(Collected data entries)
--- START ---

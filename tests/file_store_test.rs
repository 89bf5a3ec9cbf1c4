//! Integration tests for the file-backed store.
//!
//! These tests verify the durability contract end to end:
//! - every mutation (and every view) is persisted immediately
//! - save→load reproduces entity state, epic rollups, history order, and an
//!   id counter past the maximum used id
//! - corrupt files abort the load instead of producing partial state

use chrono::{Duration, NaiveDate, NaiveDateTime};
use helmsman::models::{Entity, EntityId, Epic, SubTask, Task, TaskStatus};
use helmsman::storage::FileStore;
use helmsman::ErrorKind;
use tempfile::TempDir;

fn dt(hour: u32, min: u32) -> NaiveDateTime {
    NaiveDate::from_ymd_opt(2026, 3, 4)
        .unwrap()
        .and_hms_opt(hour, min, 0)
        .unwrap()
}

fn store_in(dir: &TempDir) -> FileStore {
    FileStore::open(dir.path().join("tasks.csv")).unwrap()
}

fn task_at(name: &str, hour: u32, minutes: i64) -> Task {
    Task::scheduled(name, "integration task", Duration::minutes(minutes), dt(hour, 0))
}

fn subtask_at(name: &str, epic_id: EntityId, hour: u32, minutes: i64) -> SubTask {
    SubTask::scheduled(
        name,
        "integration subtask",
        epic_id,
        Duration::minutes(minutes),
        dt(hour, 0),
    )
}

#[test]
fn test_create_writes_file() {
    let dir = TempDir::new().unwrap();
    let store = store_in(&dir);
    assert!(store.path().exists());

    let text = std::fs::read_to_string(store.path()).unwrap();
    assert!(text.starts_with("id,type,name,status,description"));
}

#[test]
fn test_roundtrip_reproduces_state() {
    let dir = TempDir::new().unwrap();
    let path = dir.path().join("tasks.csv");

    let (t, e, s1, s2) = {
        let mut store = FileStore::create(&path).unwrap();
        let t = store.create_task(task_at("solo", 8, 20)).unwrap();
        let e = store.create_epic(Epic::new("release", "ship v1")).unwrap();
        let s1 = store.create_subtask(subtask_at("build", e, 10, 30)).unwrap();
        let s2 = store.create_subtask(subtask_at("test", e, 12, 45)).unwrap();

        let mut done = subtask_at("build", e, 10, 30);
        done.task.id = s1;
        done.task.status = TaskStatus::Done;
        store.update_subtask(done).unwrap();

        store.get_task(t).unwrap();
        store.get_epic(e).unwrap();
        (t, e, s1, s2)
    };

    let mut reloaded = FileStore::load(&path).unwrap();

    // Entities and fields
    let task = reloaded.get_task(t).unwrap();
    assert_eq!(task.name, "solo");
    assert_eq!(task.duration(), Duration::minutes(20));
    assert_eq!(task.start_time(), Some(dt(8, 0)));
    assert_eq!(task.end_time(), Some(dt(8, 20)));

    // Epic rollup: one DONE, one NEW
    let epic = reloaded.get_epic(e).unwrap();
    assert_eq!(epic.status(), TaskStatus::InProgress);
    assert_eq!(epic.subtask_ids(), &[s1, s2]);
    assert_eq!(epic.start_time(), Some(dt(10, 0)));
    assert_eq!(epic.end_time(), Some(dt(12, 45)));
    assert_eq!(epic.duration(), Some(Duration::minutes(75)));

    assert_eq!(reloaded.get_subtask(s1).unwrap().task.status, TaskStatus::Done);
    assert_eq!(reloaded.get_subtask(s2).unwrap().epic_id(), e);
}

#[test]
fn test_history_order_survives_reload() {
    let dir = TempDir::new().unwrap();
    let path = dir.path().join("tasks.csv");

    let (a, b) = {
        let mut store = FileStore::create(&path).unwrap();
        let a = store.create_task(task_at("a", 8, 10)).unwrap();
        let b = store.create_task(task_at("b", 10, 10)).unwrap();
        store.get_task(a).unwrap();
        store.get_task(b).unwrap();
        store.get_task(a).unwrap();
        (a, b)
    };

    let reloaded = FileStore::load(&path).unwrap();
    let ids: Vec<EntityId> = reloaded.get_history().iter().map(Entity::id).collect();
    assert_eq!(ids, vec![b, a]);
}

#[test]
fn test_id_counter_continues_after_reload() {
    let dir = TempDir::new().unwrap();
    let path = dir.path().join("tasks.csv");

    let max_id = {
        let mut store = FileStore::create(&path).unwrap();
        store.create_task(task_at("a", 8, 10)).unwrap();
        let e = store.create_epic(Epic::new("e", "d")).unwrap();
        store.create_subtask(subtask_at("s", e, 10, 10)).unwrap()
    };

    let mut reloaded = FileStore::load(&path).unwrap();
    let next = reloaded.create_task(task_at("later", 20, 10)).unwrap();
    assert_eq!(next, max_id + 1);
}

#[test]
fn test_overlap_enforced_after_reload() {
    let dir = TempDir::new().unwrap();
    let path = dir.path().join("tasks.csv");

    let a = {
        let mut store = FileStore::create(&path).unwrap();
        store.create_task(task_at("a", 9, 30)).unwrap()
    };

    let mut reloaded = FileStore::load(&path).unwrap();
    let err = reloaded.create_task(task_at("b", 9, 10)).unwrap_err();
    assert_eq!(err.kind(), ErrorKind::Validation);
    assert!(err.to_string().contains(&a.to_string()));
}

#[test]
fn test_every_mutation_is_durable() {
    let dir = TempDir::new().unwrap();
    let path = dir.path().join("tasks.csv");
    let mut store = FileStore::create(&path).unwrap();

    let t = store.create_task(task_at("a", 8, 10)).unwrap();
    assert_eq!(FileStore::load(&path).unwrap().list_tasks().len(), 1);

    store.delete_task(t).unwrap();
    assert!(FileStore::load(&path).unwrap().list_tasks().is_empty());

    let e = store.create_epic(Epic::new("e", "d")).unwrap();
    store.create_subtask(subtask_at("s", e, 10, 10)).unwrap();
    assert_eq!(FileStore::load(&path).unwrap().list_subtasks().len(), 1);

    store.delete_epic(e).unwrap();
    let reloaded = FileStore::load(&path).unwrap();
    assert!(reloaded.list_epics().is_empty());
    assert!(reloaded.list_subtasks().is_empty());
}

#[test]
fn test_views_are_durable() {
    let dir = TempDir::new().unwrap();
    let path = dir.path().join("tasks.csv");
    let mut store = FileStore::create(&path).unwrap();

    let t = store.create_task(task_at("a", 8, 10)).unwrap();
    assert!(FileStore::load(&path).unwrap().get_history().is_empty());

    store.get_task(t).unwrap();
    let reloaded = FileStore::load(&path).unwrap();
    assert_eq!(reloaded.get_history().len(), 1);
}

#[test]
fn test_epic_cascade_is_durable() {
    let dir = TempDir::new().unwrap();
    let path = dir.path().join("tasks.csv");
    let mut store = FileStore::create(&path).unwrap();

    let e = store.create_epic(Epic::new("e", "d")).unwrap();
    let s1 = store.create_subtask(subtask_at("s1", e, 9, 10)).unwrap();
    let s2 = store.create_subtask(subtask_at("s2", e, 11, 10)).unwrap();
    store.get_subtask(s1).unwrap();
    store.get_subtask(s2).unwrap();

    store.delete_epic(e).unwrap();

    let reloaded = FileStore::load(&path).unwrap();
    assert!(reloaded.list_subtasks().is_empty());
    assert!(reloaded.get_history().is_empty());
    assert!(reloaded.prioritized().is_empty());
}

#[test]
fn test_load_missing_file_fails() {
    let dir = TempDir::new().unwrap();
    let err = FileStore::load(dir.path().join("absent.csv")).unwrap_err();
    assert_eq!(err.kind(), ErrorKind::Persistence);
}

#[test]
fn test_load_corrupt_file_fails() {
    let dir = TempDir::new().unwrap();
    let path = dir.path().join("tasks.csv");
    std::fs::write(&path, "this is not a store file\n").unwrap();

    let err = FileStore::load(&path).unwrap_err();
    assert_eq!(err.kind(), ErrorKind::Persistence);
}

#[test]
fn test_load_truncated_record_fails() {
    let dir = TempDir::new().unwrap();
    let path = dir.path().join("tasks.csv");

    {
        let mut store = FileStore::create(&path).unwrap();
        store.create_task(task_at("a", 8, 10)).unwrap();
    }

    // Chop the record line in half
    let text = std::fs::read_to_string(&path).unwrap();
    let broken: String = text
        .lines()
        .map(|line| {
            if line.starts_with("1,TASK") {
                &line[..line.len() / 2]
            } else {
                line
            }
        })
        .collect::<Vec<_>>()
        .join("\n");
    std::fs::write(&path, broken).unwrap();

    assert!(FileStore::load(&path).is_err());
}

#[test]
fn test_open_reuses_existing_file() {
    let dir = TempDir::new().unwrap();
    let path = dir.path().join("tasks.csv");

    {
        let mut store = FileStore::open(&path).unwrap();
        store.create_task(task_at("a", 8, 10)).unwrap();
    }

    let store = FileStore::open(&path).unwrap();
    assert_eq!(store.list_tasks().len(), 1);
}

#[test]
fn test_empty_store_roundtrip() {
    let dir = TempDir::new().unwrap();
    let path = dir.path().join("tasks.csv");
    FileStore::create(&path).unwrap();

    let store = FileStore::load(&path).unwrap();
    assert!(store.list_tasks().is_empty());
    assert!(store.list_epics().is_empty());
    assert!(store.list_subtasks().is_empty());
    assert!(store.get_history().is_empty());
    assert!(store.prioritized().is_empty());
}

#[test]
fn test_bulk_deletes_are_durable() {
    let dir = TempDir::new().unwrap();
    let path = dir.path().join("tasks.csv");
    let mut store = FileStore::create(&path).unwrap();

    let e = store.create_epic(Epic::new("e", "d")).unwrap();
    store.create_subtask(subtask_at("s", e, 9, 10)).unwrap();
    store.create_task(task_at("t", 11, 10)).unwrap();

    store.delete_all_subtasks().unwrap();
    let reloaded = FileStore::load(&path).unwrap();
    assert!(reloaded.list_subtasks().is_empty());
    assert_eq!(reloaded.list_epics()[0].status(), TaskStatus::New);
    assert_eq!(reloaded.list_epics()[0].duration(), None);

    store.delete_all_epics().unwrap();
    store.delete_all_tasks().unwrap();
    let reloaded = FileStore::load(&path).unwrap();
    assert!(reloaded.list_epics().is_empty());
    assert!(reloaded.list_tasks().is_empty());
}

--- END ---

WHAT YOU HAVE TO DO:
Find how many lines in the records contain the string "helmsman", then give the number alone.

RESULT:
3